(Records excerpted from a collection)
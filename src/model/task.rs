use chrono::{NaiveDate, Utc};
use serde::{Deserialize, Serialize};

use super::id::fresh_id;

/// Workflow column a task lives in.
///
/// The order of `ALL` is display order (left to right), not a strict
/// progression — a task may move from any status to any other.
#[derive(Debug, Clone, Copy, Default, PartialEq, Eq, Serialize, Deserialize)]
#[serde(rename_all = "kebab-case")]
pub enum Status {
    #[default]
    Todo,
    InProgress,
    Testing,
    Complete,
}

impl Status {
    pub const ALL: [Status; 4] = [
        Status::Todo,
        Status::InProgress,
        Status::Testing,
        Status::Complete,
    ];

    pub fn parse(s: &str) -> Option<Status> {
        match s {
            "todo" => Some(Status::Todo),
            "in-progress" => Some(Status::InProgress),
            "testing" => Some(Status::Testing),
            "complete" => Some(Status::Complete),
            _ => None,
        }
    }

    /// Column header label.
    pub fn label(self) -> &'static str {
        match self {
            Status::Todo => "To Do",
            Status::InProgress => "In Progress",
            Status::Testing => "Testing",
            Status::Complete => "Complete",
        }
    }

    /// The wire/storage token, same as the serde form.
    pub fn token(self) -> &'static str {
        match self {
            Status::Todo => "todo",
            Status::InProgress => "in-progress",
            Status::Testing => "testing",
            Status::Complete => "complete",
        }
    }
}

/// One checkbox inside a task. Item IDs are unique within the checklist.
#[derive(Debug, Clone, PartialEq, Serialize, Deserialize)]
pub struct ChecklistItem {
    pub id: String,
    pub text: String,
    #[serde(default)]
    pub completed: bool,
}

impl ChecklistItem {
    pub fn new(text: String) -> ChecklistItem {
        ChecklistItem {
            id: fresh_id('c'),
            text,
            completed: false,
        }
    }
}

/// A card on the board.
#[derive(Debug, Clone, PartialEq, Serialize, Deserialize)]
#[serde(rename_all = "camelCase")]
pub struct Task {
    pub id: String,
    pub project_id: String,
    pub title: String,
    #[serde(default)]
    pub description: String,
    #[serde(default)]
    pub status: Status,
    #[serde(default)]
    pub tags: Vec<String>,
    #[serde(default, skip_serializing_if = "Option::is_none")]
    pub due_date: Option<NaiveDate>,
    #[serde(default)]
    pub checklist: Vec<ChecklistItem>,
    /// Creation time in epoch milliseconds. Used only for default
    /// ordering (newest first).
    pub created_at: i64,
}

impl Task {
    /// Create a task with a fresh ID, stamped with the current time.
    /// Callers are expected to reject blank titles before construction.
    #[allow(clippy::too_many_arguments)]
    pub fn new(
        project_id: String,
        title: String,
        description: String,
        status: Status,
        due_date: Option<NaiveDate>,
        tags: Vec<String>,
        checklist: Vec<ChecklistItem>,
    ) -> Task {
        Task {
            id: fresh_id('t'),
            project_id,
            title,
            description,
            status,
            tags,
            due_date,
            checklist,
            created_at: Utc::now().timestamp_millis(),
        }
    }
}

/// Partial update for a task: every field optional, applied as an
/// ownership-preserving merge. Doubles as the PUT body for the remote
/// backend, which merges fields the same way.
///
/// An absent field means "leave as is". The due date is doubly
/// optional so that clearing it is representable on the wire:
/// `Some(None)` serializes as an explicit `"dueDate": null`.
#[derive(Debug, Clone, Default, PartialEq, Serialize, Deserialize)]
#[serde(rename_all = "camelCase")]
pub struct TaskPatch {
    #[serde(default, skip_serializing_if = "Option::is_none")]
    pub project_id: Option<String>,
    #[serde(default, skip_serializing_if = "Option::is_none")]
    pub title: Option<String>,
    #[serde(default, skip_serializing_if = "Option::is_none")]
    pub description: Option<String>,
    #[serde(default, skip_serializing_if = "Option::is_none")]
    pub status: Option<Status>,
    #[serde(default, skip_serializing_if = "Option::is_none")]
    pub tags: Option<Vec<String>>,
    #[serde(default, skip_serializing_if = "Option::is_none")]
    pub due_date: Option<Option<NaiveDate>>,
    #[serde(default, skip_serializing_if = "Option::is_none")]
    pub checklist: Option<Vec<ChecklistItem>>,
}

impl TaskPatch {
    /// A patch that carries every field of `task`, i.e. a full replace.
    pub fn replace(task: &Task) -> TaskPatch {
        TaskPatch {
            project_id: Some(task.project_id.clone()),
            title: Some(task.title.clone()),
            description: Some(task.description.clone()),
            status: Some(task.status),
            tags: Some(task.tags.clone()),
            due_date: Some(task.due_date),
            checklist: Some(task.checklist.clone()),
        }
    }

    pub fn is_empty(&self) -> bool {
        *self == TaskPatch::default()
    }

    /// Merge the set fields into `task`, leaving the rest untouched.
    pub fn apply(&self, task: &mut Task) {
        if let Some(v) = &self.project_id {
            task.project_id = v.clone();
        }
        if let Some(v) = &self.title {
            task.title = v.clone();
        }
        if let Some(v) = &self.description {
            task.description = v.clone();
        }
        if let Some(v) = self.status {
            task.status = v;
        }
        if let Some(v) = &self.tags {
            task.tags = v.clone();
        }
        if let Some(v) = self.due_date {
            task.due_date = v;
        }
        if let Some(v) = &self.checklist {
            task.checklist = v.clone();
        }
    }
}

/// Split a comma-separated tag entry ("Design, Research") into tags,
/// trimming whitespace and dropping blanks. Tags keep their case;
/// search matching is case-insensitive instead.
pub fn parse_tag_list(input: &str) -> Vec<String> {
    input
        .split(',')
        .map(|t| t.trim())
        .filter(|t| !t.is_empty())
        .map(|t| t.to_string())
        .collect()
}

What the task requires:
Give again each line shown above, keeping every word as it is.

Result:
filename src/model/task.rs
use chrono::{NaiveDate, Utc};
use serde::{Deserialize, Serialize};

use super::id::fresh_id;

/// Workflow column a task lives in.
///
/// The order of `ALL` is display order (left to right), not a strict
/// progression — a task may move from any status to any other.
#[derive(Debug, Clone, Copy, Default, PartialEq, Eq, Serialize, Deserialize)]
#[serde(rename_all = "kebab-case")]
pub enum Status {
    #[default]
    Todo,
    InProgress,
    Testing,
    Complete,
}

impl Status {
    pub const ALL: [Status; 4] = [
        Status::Todo,
        Status::InProgress,
        Status::Testing,
        Status::Complete,
    ];

    pub fn parse(s: &str) -> Option<Status> {
        match s {
            "todo" => Some(Status::Todo),
            "in-progress" => Some(Status::InProgress),
            "testing" => Some(Status::Testing),
            "complete" => Some(Status::Complete),
            _ => None,
        }
    }

    /// Column header label.
    pub fn label(self) -> &'static str {
        match self {
            Status::Todo => "To Do",
            Status::InProgress => "In Progress",
            Status::Testing => "Testing",
            Status::Complete => "Complete",
        }
    }

    /// The wire/storage token, same as the serde form.
    pub fn token(self) -> &'static str {
        match self {
            Status::Todo => "todo",
            Status::InProgress => "in-progress",
            Status::Testing => "testing",
            Status::Complete => "complete",
        }
    }
}

/// One checkbox inside a task. Item IDs are unique within the checklist.
#[derive(Debug, Clone, PartialEq, Serialize, Deserialize)]
pub struct ChecklistItem {
    pub id: String,
    pub text: String,
    #[serde(default)]
    pub completed: bool,
}

impl ChecklistItem {
    pub fn new(text: String) -> ChecklistItem {
        ChecklistItem {
            id: fresh_id('c'),
            text,
            completed: false,
        }
    }
}

/// A card on the board.
#[derive(Debug, Clone, PartialEq, Serialize, Deserialize)]
#[serde(rename_all = "camelCase")]
pub struct Task {
    pub id: String,
    pub project_id: String,
    pub title: String,
    #[serde(default)]
    pub description: String,
    #[serde(default)]
    pub status: Status,
    #[serde(default)]
    pub tags: Vec<String>,
    #[serde(default, skip_serializing_if = "Option::is_none")]
    pub due_date: Option<NaiveDate>,
    #[serde(default)]
    pub checklist: Vec<ChecklistItem>,
    /// Creation time in epoch milliseconds. Used only for default
    /// ordering (newest first).
    pub created_at: i64,
}

impl Task {
    /// Create a task with a fresh ID, stamped with the current time.
    /// Callers are expected to reject blank titles before construction.
    #[allow(clippy::too_many_arguments)]
    pub fn new(
        project_id: String,
        title: String,
        description: String,
        status: Status,
        due_date: Option<NaiveDate>,
        tags: Vec<String>,
        checklist: Vec<ChecklistItem>,
    ) -> Task {
        Task {
            id: fresh_id('t'),
            project_id,
            title,
            description,
            status,
            tags,
            due_date,
            checklist,
            created_at: Utc::now().timestamp_millis(),
        }
    }
}

/// Partial update for a task: every field optional, applied as an
/// ownership-preserving merge. Doubles as the PUT body for the remote
/// backend, which merges fields the same way.
///
/// An absent field means "leave as is". The due date is doubly
/// optional so that clearing it is representable on the wire:
/// `Some(None)` serializes as an explicit `"dueDate": null`.
#[derive(Debug, Clone, Default, PartialEq, Serialize, Deserialize)]
#[serde(rename_all = "camelCase")]
pub struct TaskPatch {
    #[serde(default, skip_serializing_if = "Option::is_none")]
    pub project_id: Option<String>,
    #[serde(default, skip_serializing_if = "Option::is_none")]
    pub title: Option<String>,
    #[serde(default, skip_serializing_if = "Option::is_none")]
    pub description: Option<String>,
    #[serde(default, skip_serializing_if = "Option::is_none")]
    pub status: Option<Status>,
    #[serde(default, skip_serializing_if = "Option::is_none")]
    pub tags: Option<Vec<String>>,
    #[serde(default, skip_serializing_if = "Option::is_none")]
    pub due_date: Option<Option<NaiveDate>>,
    #[serde(default, skip_serializing_if = "Option::is_none")]
    pub checklist: Option<Vec<ChecklistItem>>,
}

impl TaskPatch {
    /// A patch that carries every field of `task`, i.e. a full replace.
    pub fn replace(task: &Task) -> TaskPatch {
        TaskPatch {
            project_id: Some(task.project_id.clone()),
            title: Some(task.title.clone()),
            description: Some(task.description.clone()),
            status: Some(task.status),
            tags: Some(task.tags.clone()),
            due_date: Some(task.due_date),
            checklist: Some(task.checklist.clone()),
        }
    }

    pub fn is_empty(&self) -> bool {
        *self == TaskPatch::default()
    }

    /// Merge the set fields into `task`, leaving the rest untouched.
    pub fn apply(&self, task: &mut Task) {
        if let Some(v) = &self.project_id {
            task.project_id = v.clone();
        }
        if let Some(v) = &self.title {
            task.title = v.clone();
        }
        if let Some(v) = &self.description {
            task.description = v.clone();
        }
        if let Some(v) = self.status {
            task.status = v;
        }
        if let Some(v) = &self.tags {
            task.tags = v.clone();
        }
        if let Some(v) = self.due_date {
            task.due_date = v;
        }
        if let Some(v) = &self.checklist {
            task.checklist = v.clone();
        }
    }
}

/// Split a comma-separated tag entry ("Design, Research") into tags,
/// trimming whitespace and dropping blanks. Tags keep their case;
/// search matching is case-insensitive instead.
pub fn parse_tag_list(input: &str) -> Vec<String> {
    input
        .split(',')
        .map(|t| t.trim())
        .filter(|t| !t.is_empty())
        .map(|t| t.to_string())
        .collect()
}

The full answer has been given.